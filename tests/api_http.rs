//! HTTP-level tests: the router is driven in-process with `oneshot` against an
//! in-memory SQLite store.

use axum::body::Body;
use axum::http::{Request, StatusCode};
use http_body_util::BodyExt;
use serde_json::{json, Value};
use tower::ServiceExt;
use vcintel::api::{create_router, AppState};
use vcintel::storage::establish_connection;

async fn build_test_app() -> axum::Router {
    let db = establish_connection("sqlite::memory:", 1)
        .await
        .expect("in-memory sqlite");
    create_router(AppState::new(db))
}

async fn send(app: &axum::Router, req: Request<Body>) -> (StatusCode, Value) {
    let resp = app.clone().oneshot(req).await.expect("router call");
    let status = resp.status();
    let bytes = resp.into_body().collect().await.expect("body").to_bytes();
    let body = if bytes.is_empty() {
        Value::Null
    } else {
        serde_json::from_slice(&bytes).unwrap_or_else(|_| {
            Value::String(String::from_utf8_lossy(&bytes).into_owned())
        })
    };
    (status, body)
}

async fn get(app: &axum::Router, uri: &str) -> (StatusCode, Value) {
    let req = Request::builder().uri(uri).body(Body::empty()).unwrap();
    send(app, req).await
}

async fn post_raw(app: &axum::Router, uri: &str, body: &str) -> (StatusCode, Value) {
    let req = Request::builder()
        .method("POST")
        .uri(uri)
        .header("content-type", "application/json")
        .body(Body::from(body.to_string()))
        .unwrap();
    send(app, req).await
}

async fn post(app: &axum::Router, uri: &str, body: Value) -> (StatusCode, Value) {
    post_raw(app, uri, &body.to_string()).await
}

async fn create(app: &axum::Router, body: Value) -> Value {
    let (status, resp) = post(app, "/investors", body).await;
    assert_eq!(status, StatusCode::CREATED, "{resp}");
    resp["investor"].clone()
}

fn names(page: &Value) -> Vec<String> {
    page["investors"]
        .as_array()
        .unwrap()
        .iter()
        .map(|i| i["name"].as_str().unwrap().to_string())
        .collect()
}

#[tokio::test]
async fn health_is_ok() {
    let app = build_test_app().await;
    let (status, body) = get(&app, "/health").await;
    assert_eq!(status, StatusCode::OK);
    assert_eq!(body, json!({ "status": "ok" }));
}

#[tokio::test]
async fn listing_is_sorted_and_paged() {
    let app = build_test_app().await;
    for name in ["Echo Fund", "Alpha Partners", "Delta Capital", "Bravo Ventures", "Charlie LP"] {
        create(&app, json!({ "name": name })).await;
    }

    let (status, page) = get(&app, "/investors?limit=2&offset=1").await;
    assert_eq!(status, StatusCode::OK);
    assert_eq!(names(&page), vec!["Bravo Ventures", "Charlie LP"]);
    assert_eq!(page["total"], 5);
    assert_eq!(page["limit"], 2);
    assert_eq!(page["offset"], 1);

    // 非法分页参数回落到默认值
    let (_, page) = get(&app, "/investors?limit=abc&offset=-4").await;
    assert_eq!(page["limit"], 100);
    assert_eq!(page["offset"], 0);
    assert_eq!(names(&page).len(), 5);
}

#[tokio::test]
async fn pagination_has_no_upper_bound() {
    let app = build_test_app().await;
    create(&app, json!({ "name": "Only Fund" })).await;

    let (status, page) = get(&app, "/investors?limit=0").await;
    assert_eq!(status, StatusCode::OK);
    assert_eq!(page["investors"], json!([]));
    assert_eq!(page["total"], 1);

    for uri in [
        "/investors?limit=9223372036854775808",
        "/investors?limit=18446744073709551615",
        "/investors?limit=99999999999999999999999",
    ] {
        let (status, page) = get(&app, uri).await;
        assert_eq!(status, StatusCode::OK, "{uri}");
        assert_eq!(names(&page), vec!["Only Fund"]);
        assert_eq!(page["limit"], i64::MAX);
    }

    let (status, page) = get(&app, "/investors?offset=18446744073709551615").await;
    assert_eq!(status, StatusCode::OK);
    assert_eq!(page["investors"], json!([]));
    assert_eq!(page["total"], 1);
    assert_eq!(page["offset"], i64::MAX);
}

#[tokio::test]
async fn bad_query_and_path_values_get_json_errors() {
    let app = build_test_app().await;

    let (status, body) = get(&app, "/investors?type=a&type=b").await;
    assert_eq!(status, StatusCode::BAD_REQUEST);
    assert!(body["error"].is_string(), "{body}");

    let (status, body) = get(&app, "/scrape/jobs/abc").await;
    assert_eq!(status, StatusCode::BAD_REQUEST);
    assert!(body["error"].is_string(), "{body}");

    let (status, body) = post(&app, "/scrape/jobs/abc/complete", json!({ "status": "done" })).await;
    assert_eq!(status, StatusCode::BAD_REQUEST);
    assert!(body["error"].is_string(), "{body}");
}

#[tokio::test]
async fn ai_filter_ignores_sector_text() {
    let app = build_test_app().await;
    create(
        &app,
        json!({ "name": "Flagged", "sectors": "Real Estate", "has_ai_focus": true }),
    )
    .await;
    create(
        &app,
        json!({ "name": "Mentions AI", "sectors": "AI, ML", "has_ai_focus": false }),
    )
    .await;

    let (_, page) = get(&app, "/investors?has_ai_focus=true").await;
    assert_eq!(names(&page), vec!["Flagged"]);
    assert_eq!(page["total"], 1);

    // 只有字面量 "true" 生效
    let (_, page) = get(&app, "/investors?has_ai_focus=1").await;
    assert_eq!(page["total"], 2);
}

#[tokio::test]
async fn search_is_case_insensitive() {
    let app = build_test_app().await;
    create(&app, json!({ "name": "Acme Ventures" })).await;
    create(&app, json!({ "name": "Other Capital" })).await;

    for term in ["acme", "ACME"] {
        let (_, page) = get(&app, &format!("/investors?search={term}")).await;
        assert_eq!(names(&page), vec!["Acme Ventures"]);
    }

    // 非 ASCII 大写字母的名字能按原文搜回
    let created = create(&app, json!({ "name": "ÆRØ Kapital" })).await;
    let (_, page) = get(&app, "/investors?search=%C3%86R%C3%98%20Kapital").await;
    assert_eq!(page["total"], 1);
    assert_eq!(page["investors"][0]["id"], created["id"]);

    let (status, page) = get(&app, "/investors?search=nomatch999").await;
    assert_eq!(status, StatusCode::OK);
    assert_eq!(page["investors"], json!([]));
    assert_eq!(page["total"], 0);
}

#[tokio::test]
async fn stats_group_by_type() {
    let app = build_test_app().await;
    for (name, t, state) in [
        ("A", "Venture Capital", "CA"),
        ("B", "Family Office", "NY"),
        ("C", "Venture Capital", "CA"),
    ] {
        create(&app, json!({ "name": name, "type": t, "state": state })).await;
    }

    let (status, stats) = get(&app, "/stats").await;
    assert_eq!(status, StatusCode::OK);
    assert_eq!(stats["total_investors"], 3);
    assert_eq!(
        stats["by_type"],
        json!({ "Venture Capital": 2, "Family Office": 1 })
    );
    assert_eq!(stats["top_states"], json!({ "CA": 2, "NY": 1 }));
    assert_eq!(stats["ai_investors"], 0);
}

#[tokio::test]
async fn created_records_round_trip_unchanged() {
    let app = build_test_app().await;
    let first = create(&app, json!({ "name": "First" })).await;

    let submitted = json!({
        "name": "Bessemer Trust Company",
        "type": "Family Office",
        "cik": "0000912937",
        "city": "New York",
        "state": "NY",
        "country": "USA",
        "aum_estimate": "$150B+",
        "aum_min": 150000000000.0,
        "sectors": "Fintech, AI/ML",
        "investment_focus": "Growth equity",
        "check_size_min": 1000000.0,
        "check_size_max": 25000000.0,
        "website": "https://www.bessemertrust.com",
        "data_sources": ["sec_adv"],
        "data_quality_score": 80.0,
        "has_ai_focus": false,
        "has_fintech_focus": true,
        "has_music_focus": false,
        "last_updated": "2024-06-01T00:00:00Z"
    });
    let created = create(&app, submitted.clone()).await;
    assert_ne!(created["id"], first["id"]);

    let (_, page) = get(&app, "/investors?search=bessemer").await;
    let fetched = &page["investors"][0];
    for (key, value) in submitted.as_object().unwrap() {
        assert_eq!(&fetched[key], value, "field {key}");
    }
}

#[tokio::test]
async fn invalid_records_are_rejected_with_400() {
    let app = build_test_app().await;

    let (status, body) = post(&app, "/investors", json!({ "type": "Venture Capital" })).await;
    assert_eq!(status, StatusCode::BAD_REQUEST);
    assert!(body["error"].as_str().unwrap().contains("name"));

    let (status, _) = post(&app, "/investors", json!({ "name": "X", "state": "California" })).await;
    assert_eq!(status, StatusCode::BAD_REQUEST);

    let (status, _) = post(&app, "/investors", json!({ "name": "X", "type": "  " })).await;
    assert_eq!(status, StatusCode::BAD_REQUEST);

    let (_, page) = get(&app, "/investors").await;
    assert_eq!(page["total"], 0);
}

#[tokio::test]
async fn malformed_body_is_a_500() {
    let app = build_test_app().await;
    let (status, body) = post_raw(&app, "/investors", "{ not json").await;
    assert_eq!(status, StatusCode::INTERNAL_SERVER_ERROR);
    assert_eq!(body["error"], "Failed to create investor");
}

#[tokio::test]
async fn bulk_upsert_keys_on_cik() {
    let app = build_test_app().await;
    let (status, body) = post(
        &app,
        "/investors/bulk",
        json!({ "investors": [
            { "name": "Vanguard Group Inc", "cik": "0000102909", "state": "PA" },
            { "name": "No Cik Fund" }
        ]}),
    )
    .await;
    assert_eq!(status, StatusCode::OK);
    assert_eq!(body["upserted"], 2);

    // 裸数组也接受
    let (status, body) = post(
        &app,
        "/investors/bulk",
        json!([{ "name": "Vanguard Group", "cik": "0000102909", "state": "PA" }]),
    )
    .await;
    assert_eq!(status, StatusCode::OK);
    assert_eq!(body["upserted"], 1);

    let (_, page) = get(&app, "/investors?state=PA").await;
    assert_eq!(names(&page), vec!["Vanguard Group"]);

    let (status, body) = post(
        &app,
        "/investors/bulk",
        json!([{ "name": "Fine" }, { "name": "" }]),
    )
    .await;
    assert_eq!(status, StatusCode::BAD_REQUEST);
    assert!(body["error"].as_str().unwrap().starts_with("record 1"));
}

#[tokio::test]
async fn scrape_job_lifecycle() {
    let app = build_test_app().await;

    let (status, overview) = get(&app, "/scrape").await;
    assert_eq!(status, StatusCode::OK);
    assert_eq!(overview["available_sources"].as_array().unwrap().len(), 3);
    assert_eq!(overview["last_scrape"], Value::Null);
    assert_eq!(overview["next_scheduled"], Value::Null);

    let (status, accepted) = post(&app, "/scrape", json!({ "type": "sec", "limit": 50 })).await;
    assert_eq!(status, StatusCode::ACCEPTED);
    assert_eq!(accepted["success"], true);
    assert_eq!(accepted["status"], "queued");
    let job_id = accepted["job_id"].as_i64().unwrap();

    let (status, job) = get(&app, &format!("/scrape/jobs/{job_id}")).await;
    assert_eq!(status, StatusCode::OK);
    assert_eq!(job["source"], "sec_adv");
    assert_eq!(job["requested_limit"], 50);

    let uri = format!("/scrape/jobs/{job_id}/complete");
    let (status, job) = post(&app, &uri, json!({ "status": "done", "records_ingested": 48 })).await;
    assert_eq!(status, StatusCode::OK);
    assert_eq!(job["status"], "done");
    assert_eq!(job["records_ingested"], 48);

    let (status, _) = post(&app, &uri, json!({ "status": "running" })).await;
    assert_eq!(status, StatusCode::CONFLICT);

    let (_, overview) = get(&app, "/scrape").await;
    assert_eq!(overview["last_scrape"]["id"], job_id);

    let (status, _) = get(&app, "/scrape/jobs/9999").await;
    assert_eq!(status, StatusCode::NOT_FOUND);

    let (status, _) = post(&app, "/scrape", json!({ "type": "myspace" })).await;
    assert_eq!(status, StatusCode::BAD_REQUEST);
}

#### What the task requires
Produce the lines from the top of the listing through the "async fn create(app: &axum::Router, body: Value)" line exactly as they appear, with no additional output.

#### Task response
filename tests/api_http.rs
//! HTTP-level tests: the router is driven in-process with `oneshot` against an
//! in-memory SQLite store.

use axum::body::Body;
use axum::http::{Request, StatusCode};
use http_body_util::BodyExt;
use serde_json::{json, Value};
use tower::ServiceExt;
use vcintel::api::{create_router, AppState};
use vcintel::storage::establish_connection;

async fn build_test_app() -> axum::Router {
    let db = establish_connection("sqlite::memory:", 1)
        .await
        .expect("in-memory sqlite");
    create_router(AppState::new(db))
}

async fn send(app: &axum::Router, req: Request<Body>) -> (StatusCode, Value) {
    let resp = app.clone().oneshot(req).await.expect("router call");
    let status = resp.status();
    let bytes = resp.into_body().collect().await.expect("body").to_bytes();
    let body = if bytes.is_empty() {
        Value::Null
    } else {
        serde_json::from_slice(&bytes).unwrap_or_else(|_| {
            Value::String(String::from_utf8_lossy(&bytes).into_owned())
        })
    };
    (status, body)
}

async fn get(app: &axum::Router, uri: &str) -> (StatusCode, Value) {
    let req = Request::builder().uri(uri).body(Body::empty()).unwrap();
    send(app, req).await
}

async fn post_raw(app: &axum::Router, uri: &str, body: &str) -> (StatusCode, Value) {
    let req = Request::builder()
        .method("POST")
        .uri(uri)
        .header("content-type", "application/json")
        .body(Body::from(body.to_string()))
        .unwrap();
    send(app, req).await
}

async fn post(app: &axum::Router, uri: &str, body: Value) -> (StatusCode, Value) {
    post_raw(app, uri, &body.to_string()).await
}

async fn create(app: &axum::Router, body: Value) -> Value {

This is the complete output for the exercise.